Saturday, January 8, 2011

Conrgratulations! It's... thyroid cancer!

The phone rang the day before Thanksgiving. It was a call I'd been waiting for all day. The surprise in my doctor's voice was not comforting. "The biopsy revealed suspected thyroid cancer," she said. The inflection in her voice on those last two words-thyroid cancer-came through loud and clear. My 4-year-old ran circles around me as I tried to focus on what she was saying.
Thyroid cancer. Radioactive iodine... what?
Happy Thanksgiving.

It started 4 years earlier at my post-partum check-up with my first son. My doctor ho-hummed through the average-joe check-up when she ran her hands across my neck. Her eyes went to the ceiling like she was trying to figure out a math equation. If a train is traveling west at 65 mph...

She actually brought another doctor in to take a stab at the problem. And another train is traveling east at 45 miles per hour...

"You have a nodule on your neck," she said. Double gulp. I think the trains just derailed.

After I made a stupid joke about when I was to start chemo, both doctors looked at me as if I had lost my mind. "You need to see a specialist."

The specialist told me it was a thyroglossal duct cyst. Try saying that with your hands tied behind your back. She explained it as something I'd had since birth that had likely been affected by my pregnancy. No harm done. She wanted to keep tabs on it for kicks though. A biopsy revealed nothing out of the ordinary as did all of my other ultrasounds.

In March of 2010 I gave birth to my second son. I hadn't felt my neck in awhile and in doing so after he was born, I convinced mysef it had gotten bigger. I made an appointment to see my doctor in July.
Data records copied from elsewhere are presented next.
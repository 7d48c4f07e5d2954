//! Refreshing container state from the runtime.

use std::io;

use chrono::{DateTime, Utc};
use tracing::{debug, warn};

use super::Runtime;
use crate::backoff::EXIT_FILE_BACKOFF;
use crate::container::Container;
use crate::error::{Error, Result};
use crate::process::CommandSpec;
use crate::state::{
    ContainerState, ContainerStatus, EXIT_CODE_RUNTIME_UNREACHABLE, EXIT_CODE_UNKNOWN,
    RuntimeStateReport,
};

/// Marker the monitor leaves in the bundle when the container was OOM killed.
const OOM_FILE: &str = "oom";

impl Runtime {
    /// Refresh the container state from the runtime's `state` report.
    ///
    /// If the runtime cannot report on the container at all, the container
    /// is recorded as stopped with exit code 255 and no error is returned.
    pub async fn update_status(&self, container: &Container) -> Result<()> {
        let mut state = container.lock().await;
        let id = container.id();

        let cmd = CommandSpec::new(self.path(container))
            .args(["state", id])
            .captured();
        let output = match self.launcher.output(cmd).await {
            Ok(output) if output.status.success() => output,
            Ok(output) => {
                debug!(
                    container_id = %id,
                    status = %output.status,
                    stderr = %String::from_utf8_lossy(&output.stderr).trim(),
                    "Runtime state failed, marking container stopped"
                );
                mark_unreachable(&mut state);
                return Ok(());
            }
            Err(e) => {
                debug!(container_id = %id, error = %e, "Runtime state failed, marking container stopped");
                mark_unreachable(&mut state);
                return Ok(());
            }
        };

        let report: RuntimeStateReport =
            serde_json::from_slice(&output.stdout).map_err(|source| Error::StatusDecode {
                id: id.to_string(),
                source,
            })?;
        state.merge_report(report);

        if state.status != ContainerStatus::Stopped {
            return Ok(());
        }

        let exit_file = self.config.exits_dir.join(id);
        let exit_path = exit_file.as_path();
        let present = move || async move { tokio::fs::try_exists(exit_path).await.unwrap_or(false) };
        match EXIT_FILE_BACKOFF.retry(present).await {
            Ok(_) => {
                let exit_err = |reason: String| Error::ExitFile {
                    id: id.to_string(),
                    reason,
                };
                let meta = tokio::fs::metadata(&exit_file)
                    .await
                    .map_err(|e| exit_err(format!("failed to stat exit file: {e}")))?;
                let contents = tokio::fs::read_to_string(&exit_file)
                    .await
                    .map_err(|e| exit_err(format!("failed to read exit file: {e}")))?;
                let code = contents
                    .trim()
                    .parse::<i32>()
                    .map_err(|e| exit_err(format!("status code conversion failed: {e}")))?;

                state.finished = Some(finished_time(&meta));
                state.exit_code = code;
            }
            Err(e) => {
                warn!(container_id = %id, path = %exit_file.display(), error = %e, "Failed to find container exit file");
                state.exit_code = EXIT_CODE_UNKNOWN;
                if state.finished.is_none() {
                    state.finished = Some(Utc::now());
                }
            }
        }

        if tokio::fs::try_exists(container.bundle_path().join(OOM_FILE))
            .await
            .unwrap_or(false)
        {
            state.oom_killed = true;
        }
        Ok(())
    }
}

fn mark_unreachable(state: &mut ContainerState) {
    state.mark_stopped(Utc::now());
    state.exit_code = EXIT_CODE_RUNTIME_UNREACHABLE;
}

fn finished_time(meta: &std::fs::Metadata) -> DateTime<Utc> {
    meta.modified()
        .map(DateTime::<Utc>::from)
        .unwrap_or_else(|_: io::Error| Utc::now())
}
"It's gotten a little bigger, but it's probably nothing. Let's schedule another biopsy in November just in case," she said.

Um, did you hear a train horn?

This brings me to the day before Thanksgiving. The phone call that changed things. A lot of things. Necklaces will never look as pretty on my Frankenstien neck, I can't get my life insurance upped, and I no longer have a thyroid. I'm pretty sure that last one's gonna suck. A lot.